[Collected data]
--------------------------------
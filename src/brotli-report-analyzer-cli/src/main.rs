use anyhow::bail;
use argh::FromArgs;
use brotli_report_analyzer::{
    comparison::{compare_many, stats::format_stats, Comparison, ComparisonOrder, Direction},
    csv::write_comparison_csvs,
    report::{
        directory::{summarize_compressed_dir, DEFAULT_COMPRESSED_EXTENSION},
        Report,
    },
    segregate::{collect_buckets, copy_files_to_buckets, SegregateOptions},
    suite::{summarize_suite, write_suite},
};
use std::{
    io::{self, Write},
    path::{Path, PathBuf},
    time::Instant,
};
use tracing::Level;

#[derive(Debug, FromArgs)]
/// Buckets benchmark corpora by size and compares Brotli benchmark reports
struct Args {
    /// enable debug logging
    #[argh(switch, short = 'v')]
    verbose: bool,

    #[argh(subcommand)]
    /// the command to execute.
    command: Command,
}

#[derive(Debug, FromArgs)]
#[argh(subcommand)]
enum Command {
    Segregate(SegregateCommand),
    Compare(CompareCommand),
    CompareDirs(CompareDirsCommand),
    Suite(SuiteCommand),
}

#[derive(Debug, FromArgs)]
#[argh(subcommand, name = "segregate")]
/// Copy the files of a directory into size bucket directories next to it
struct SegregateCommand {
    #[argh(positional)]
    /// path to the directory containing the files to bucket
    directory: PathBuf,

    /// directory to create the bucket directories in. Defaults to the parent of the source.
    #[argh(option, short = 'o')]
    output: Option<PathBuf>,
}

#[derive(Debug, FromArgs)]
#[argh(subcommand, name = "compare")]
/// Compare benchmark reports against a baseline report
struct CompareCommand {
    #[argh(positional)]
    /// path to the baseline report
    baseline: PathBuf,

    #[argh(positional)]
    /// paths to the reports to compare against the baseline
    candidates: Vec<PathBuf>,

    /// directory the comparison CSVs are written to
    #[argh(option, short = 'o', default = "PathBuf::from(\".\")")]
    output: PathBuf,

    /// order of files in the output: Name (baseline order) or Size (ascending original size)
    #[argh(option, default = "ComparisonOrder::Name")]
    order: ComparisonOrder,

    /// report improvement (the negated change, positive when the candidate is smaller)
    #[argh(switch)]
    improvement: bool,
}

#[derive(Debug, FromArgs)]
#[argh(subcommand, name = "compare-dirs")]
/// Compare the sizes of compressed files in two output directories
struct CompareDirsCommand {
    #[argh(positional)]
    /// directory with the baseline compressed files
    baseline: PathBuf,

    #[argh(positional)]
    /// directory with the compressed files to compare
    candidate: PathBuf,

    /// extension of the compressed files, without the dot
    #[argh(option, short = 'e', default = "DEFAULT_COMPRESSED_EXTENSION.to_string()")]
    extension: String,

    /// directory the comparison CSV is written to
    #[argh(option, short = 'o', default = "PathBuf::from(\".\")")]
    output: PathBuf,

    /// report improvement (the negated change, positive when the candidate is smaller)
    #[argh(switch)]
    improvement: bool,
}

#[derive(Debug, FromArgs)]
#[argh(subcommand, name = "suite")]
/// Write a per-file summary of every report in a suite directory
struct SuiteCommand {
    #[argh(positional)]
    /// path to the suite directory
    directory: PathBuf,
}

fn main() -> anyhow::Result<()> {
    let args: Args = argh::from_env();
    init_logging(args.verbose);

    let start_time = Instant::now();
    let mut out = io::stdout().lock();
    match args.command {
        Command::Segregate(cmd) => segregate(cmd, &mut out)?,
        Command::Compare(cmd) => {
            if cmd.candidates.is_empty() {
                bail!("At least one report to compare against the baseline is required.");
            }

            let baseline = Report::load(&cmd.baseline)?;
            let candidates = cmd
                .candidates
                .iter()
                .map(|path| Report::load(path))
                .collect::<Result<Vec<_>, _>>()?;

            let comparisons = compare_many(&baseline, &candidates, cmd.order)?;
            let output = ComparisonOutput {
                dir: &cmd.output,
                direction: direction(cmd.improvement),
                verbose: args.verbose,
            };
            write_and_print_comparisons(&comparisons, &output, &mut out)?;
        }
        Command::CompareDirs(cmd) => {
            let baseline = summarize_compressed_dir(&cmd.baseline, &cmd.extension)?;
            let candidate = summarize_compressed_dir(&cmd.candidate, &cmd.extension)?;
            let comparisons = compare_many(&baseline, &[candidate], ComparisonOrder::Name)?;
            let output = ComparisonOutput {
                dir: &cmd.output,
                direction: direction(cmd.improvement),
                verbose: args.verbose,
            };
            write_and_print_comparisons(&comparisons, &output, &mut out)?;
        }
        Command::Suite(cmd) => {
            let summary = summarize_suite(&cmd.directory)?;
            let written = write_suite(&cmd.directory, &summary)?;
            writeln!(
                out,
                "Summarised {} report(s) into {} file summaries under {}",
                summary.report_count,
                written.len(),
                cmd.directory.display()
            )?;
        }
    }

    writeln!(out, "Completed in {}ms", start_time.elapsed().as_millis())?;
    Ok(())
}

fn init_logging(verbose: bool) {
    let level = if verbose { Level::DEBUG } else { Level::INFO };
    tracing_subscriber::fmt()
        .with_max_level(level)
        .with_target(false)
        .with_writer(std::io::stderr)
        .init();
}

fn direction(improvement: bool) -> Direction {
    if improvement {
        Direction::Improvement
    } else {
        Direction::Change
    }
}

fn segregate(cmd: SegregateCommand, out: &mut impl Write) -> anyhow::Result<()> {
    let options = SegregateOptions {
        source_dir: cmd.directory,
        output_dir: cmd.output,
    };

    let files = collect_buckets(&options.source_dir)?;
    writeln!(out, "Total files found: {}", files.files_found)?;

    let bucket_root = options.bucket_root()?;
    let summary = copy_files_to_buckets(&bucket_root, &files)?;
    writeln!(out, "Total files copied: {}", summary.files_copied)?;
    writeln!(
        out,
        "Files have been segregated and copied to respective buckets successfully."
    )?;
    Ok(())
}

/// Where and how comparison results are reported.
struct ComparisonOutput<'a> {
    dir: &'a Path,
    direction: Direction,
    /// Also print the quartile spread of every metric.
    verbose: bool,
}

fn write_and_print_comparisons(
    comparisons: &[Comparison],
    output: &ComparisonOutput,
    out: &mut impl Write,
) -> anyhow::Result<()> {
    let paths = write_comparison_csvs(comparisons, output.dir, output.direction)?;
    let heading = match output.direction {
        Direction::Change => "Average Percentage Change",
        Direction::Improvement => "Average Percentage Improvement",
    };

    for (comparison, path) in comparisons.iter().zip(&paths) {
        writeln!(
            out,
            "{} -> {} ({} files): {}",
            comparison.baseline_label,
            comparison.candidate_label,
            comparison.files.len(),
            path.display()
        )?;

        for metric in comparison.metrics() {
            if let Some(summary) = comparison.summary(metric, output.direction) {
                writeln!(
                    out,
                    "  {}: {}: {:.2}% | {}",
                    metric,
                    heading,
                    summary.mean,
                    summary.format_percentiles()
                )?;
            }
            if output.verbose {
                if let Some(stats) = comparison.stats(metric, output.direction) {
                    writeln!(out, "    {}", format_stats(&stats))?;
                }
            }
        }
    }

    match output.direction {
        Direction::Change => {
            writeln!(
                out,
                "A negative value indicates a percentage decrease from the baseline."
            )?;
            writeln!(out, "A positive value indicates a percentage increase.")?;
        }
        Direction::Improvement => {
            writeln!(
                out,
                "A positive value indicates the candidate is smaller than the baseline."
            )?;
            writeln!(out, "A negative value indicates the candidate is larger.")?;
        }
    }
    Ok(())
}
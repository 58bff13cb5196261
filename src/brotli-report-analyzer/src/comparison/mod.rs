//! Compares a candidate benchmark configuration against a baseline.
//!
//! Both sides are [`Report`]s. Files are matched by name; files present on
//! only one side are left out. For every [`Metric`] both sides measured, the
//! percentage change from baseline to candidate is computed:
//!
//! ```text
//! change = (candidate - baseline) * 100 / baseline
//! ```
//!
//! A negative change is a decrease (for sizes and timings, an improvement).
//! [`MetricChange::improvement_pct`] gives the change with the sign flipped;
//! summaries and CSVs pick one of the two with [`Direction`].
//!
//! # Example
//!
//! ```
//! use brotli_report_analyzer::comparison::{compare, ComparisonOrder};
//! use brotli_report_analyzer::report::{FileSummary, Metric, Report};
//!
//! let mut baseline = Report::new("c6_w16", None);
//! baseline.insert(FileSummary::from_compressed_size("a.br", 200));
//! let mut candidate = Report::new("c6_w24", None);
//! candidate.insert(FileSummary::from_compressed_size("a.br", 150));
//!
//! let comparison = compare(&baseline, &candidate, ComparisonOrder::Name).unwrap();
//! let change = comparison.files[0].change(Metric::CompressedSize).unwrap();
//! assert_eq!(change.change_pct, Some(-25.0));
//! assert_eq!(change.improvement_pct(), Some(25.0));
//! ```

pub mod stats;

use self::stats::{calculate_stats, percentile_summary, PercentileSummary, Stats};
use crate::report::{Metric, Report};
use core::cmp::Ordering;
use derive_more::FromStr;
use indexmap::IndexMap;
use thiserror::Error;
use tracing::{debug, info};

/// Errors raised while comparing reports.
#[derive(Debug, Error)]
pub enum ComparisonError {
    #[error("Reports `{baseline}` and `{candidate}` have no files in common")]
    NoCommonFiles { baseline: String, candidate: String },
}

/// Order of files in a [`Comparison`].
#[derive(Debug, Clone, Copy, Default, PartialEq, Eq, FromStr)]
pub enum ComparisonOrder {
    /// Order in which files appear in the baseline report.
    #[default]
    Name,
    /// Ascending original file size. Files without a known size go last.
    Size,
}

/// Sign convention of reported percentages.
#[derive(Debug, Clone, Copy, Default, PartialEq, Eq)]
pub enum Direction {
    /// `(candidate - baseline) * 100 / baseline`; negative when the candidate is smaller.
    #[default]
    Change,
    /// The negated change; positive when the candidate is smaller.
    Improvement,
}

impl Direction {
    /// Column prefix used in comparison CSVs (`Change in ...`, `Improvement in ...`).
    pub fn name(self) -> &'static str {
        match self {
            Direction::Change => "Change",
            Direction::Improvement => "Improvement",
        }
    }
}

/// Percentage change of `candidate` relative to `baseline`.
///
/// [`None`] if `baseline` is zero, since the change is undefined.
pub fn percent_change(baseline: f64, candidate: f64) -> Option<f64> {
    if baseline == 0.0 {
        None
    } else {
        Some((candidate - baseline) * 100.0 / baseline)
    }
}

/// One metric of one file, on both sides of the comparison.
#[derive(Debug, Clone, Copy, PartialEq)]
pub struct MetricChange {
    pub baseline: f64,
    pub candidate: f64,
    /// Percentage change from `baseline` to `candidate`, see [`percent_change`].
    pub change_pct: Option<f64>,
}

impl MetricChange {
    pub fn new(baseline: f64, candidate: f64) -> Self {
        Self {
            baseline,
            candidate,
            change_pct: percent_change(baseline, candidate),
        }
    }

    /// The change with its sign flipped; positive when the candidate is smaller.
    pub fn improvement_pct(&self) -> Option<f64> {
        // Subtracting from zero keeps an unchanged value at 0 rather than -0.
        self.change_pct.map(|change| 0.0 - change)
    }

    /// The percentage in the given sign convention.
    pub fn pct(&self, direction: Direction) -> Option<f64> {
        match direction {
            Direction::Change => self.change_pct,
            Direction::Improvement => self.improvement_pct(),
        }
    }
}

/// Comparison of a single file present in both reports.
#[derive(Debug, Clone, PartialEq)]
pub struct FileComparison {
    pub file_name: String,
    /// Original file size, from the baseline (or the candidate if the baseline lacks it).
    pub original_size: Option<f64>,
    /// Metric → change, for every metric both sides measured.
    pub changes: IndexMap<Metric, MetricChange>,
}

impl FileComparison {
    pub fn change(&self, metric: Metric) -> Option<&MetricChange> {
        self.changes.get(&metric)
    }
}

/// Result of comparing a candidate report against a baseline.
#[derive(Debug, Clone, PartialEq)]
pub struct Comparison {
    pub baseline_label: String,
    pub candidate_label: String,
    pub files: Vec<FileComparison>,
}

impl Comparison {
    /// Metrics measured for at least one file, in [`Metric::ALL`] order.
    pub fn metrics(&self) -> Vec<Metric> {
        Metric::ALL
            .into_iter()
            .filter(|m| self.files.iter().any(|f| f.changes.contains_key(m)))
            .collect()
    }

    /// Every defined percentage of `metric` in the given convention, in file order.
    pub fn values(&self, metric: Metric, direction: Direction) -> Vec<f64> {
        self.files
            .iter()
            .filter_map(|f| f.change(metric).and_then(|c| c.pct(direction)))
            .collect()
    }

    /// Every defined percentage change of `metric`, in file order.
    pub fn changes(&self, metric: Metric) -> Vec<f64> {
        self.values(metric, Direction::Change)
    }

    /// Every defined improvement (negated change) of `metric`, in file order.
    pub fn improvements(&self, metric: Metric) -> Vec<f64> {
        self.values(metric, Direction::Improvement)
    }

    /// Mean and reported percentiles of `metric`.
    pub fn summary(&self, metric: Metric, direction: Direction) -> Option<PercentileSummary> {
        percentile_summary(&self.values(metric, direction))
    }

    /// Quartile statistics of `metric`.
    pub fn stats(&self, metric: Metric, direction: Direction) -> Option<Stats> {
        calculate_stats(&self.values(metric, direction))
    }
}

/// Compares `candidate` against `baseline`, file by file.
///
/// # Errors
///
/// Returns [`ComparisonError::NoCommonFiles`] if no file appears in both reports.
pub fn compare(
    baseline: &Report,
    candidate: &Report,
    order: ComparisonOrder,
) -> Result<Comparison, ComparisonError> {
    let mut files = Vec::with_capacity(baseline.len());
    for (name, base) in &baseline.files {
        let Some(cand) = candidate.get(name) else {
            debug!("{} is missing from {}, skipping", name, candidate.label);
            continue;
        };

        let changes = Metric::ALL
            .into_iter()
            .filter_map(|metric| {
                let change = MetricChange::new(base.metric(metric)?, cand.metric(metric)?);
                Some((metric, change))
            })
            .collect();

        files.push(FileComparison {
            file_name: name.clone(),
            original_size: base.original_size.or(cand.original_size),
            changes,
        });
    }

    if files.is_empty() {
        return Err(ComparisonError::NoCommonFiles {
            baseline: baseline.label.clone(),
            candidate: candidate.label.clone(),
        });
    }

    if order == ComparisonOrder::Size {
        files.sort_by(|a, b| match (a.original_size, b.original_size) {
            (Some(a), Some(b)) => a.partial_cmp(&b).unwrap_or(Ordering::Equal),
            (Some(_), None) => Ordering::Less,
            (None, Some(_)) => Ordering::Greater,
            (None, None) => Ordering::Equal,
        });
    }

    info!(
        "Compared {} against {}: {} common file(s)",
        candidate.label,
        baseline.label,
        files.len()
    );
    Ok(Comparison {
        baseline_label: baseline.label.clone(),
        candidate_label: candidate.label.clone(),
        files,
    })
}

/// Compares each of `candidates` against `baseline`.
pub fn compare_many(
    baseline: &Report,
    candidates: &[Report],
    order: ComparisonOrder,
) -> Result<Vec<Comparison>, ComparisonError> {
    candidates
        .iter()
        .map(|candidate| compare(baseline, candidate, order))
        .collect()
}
--------------------------------
• Work required: Would you count the lines in the data that contain the word "measured" and state only the number?

• Output of the exercise: 3